Regardless of how appealing a suggestion is, the final decision still hinges on the dollars left in the facility's coffers. That often means a project is not necessarily out of the question, though it does necessitate creativity to become a reality.

"We often need to be creative on the financial side, whether through leasing or other financing planning," Walsh says. "For instance, sometimes we are able to move products around based on need, reallocating an item from one area where it is not being utilized very much."

And of course, the general capital planning process only gets more difficult with shrinking reimbursement rates. As a result of NRH's tightened budgets, Rockwood says the facility has begun investigating some options with asset management groups.

"Right now, we outsource our facilities management services to a large asset management group that has offered lots of help in terms of financing bigger purchases," Rockwood says. "I know a lot of hospitals have been opting for asset management as a solution to their capital planning problems. Boston University recently went through a major overhaul, and they did so by creating a long-term financing agreement. So that is certainly worth looking at for our big ticket items."

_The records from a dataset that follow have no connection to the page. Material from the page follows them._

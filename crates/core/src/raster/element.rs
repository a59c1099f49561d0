//! Raster element trait for generic cell values

use num_traits::{NumCast, Zero};
use std::fmt::Debug;

/// Trait for types that can be stored in a raster cell.
///
/// Probability layers arrive as small integers (0-100) or floats, class
/// layers as small integer codes. Every stage past binarization works on
/// `u8`.
pub trait RasterElement:
    Copy + Clone + Debug + PartialOrd + PartialEq + NumCast + Zero + Send + Sync + 'static
{
    /// Sentinel used when a type has no natural no-data value
    fn default_nodata() -> Self;

    /// Check if this value represents no-data
    fn is_nodata(&self, nodata: Option<Self>) -> bool;

    /// Whether the cell carries a positive (non-zero) value
    fn is_set(&self) -> bool {
        !self.is_zero()
    }

    /// Convert self to f64
    fn to_f64(self) -> Option<f64> {
        NumCast::from(self)
    }
}

macro_rules! impl_raster_element {
    (int: $($t:ty),*) => {$(
        impl RasterElement for $t {
            fn default_nodata() -> Self {
                <$t>::MAX
            }

            fn is_nodata(&self, nodata: Option<Self>) -> bool {
                nodata.is_some_and(|nd| *self == nd)
            }
        }
    )*};
    (float: $($t:ty),*) => {$(
        impl RasterElement for $t {
            fn default_nodata() -> Self {
                <$t>::NAN
            }

            fn is_nodata(&self, nodata: Option<Self>) -> bool {
                self.is_nan() || nodata.is_some_and(|nd| (self - nd).abs() < <$t>::EPSILON * 100.0)
            }

            fn is_set(&self) -> bool {
                !self.is_nan() && *self != 0.0
            }
        }
    )*};
}

impl_raster_element!(int: u8, u16, i16, i32);
impl_raster_element!(float: f32, f64);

WARRANTIES AND SERVICES CONTRACTS

Further expense considerations such as equipment warranties tend to be flexible, according to both Walsh and Rockwood, and depend on the item being purchased. While much service and repair are handled in-house, both say that technical pieces that require annual maintenance merit a service agreement, an extended warranty, or an agreement for replacement parts for a reduced rate over a period of time.

"Work is always warrantied for a year, but sometimes we go ahead and buy the extended service agreement, as we did for our new $120,000 surveillance system," Rockwood says. "Such systems break down a lot. We also have service agreements on all the equipment that is critical to building maintenance and patient care. For instance, if we had a chiller go down, we have an emergency agreement that is funded out of our operating budget. So far, we have not had an issue where the cost of fixing our equipment was so large that we have not been able to afford to do so."

Being able to afford any necessary expenditure that arises is, of course, the key to successful capital planning, and Walsh sees a well-honed team as an essential to managing such a difficult task.

"In terms of clinical needs versus financial constraints, you really have to weigh both," Walsh says. "When need exceeds funds, we get our team together to determine the priorities. Capital is such a big part of the hospital and what we do, and at Spaulding we maintain it as a fun process that brings all the units together.

"It's educational as well, and it has helped me understand what the other departments do on a daily basis," he continues. "That builds the team atmosphere that we need to be successful in planning for the best use of the hospital's funds."

Liz Finch is a contributing writer for Rehab Management.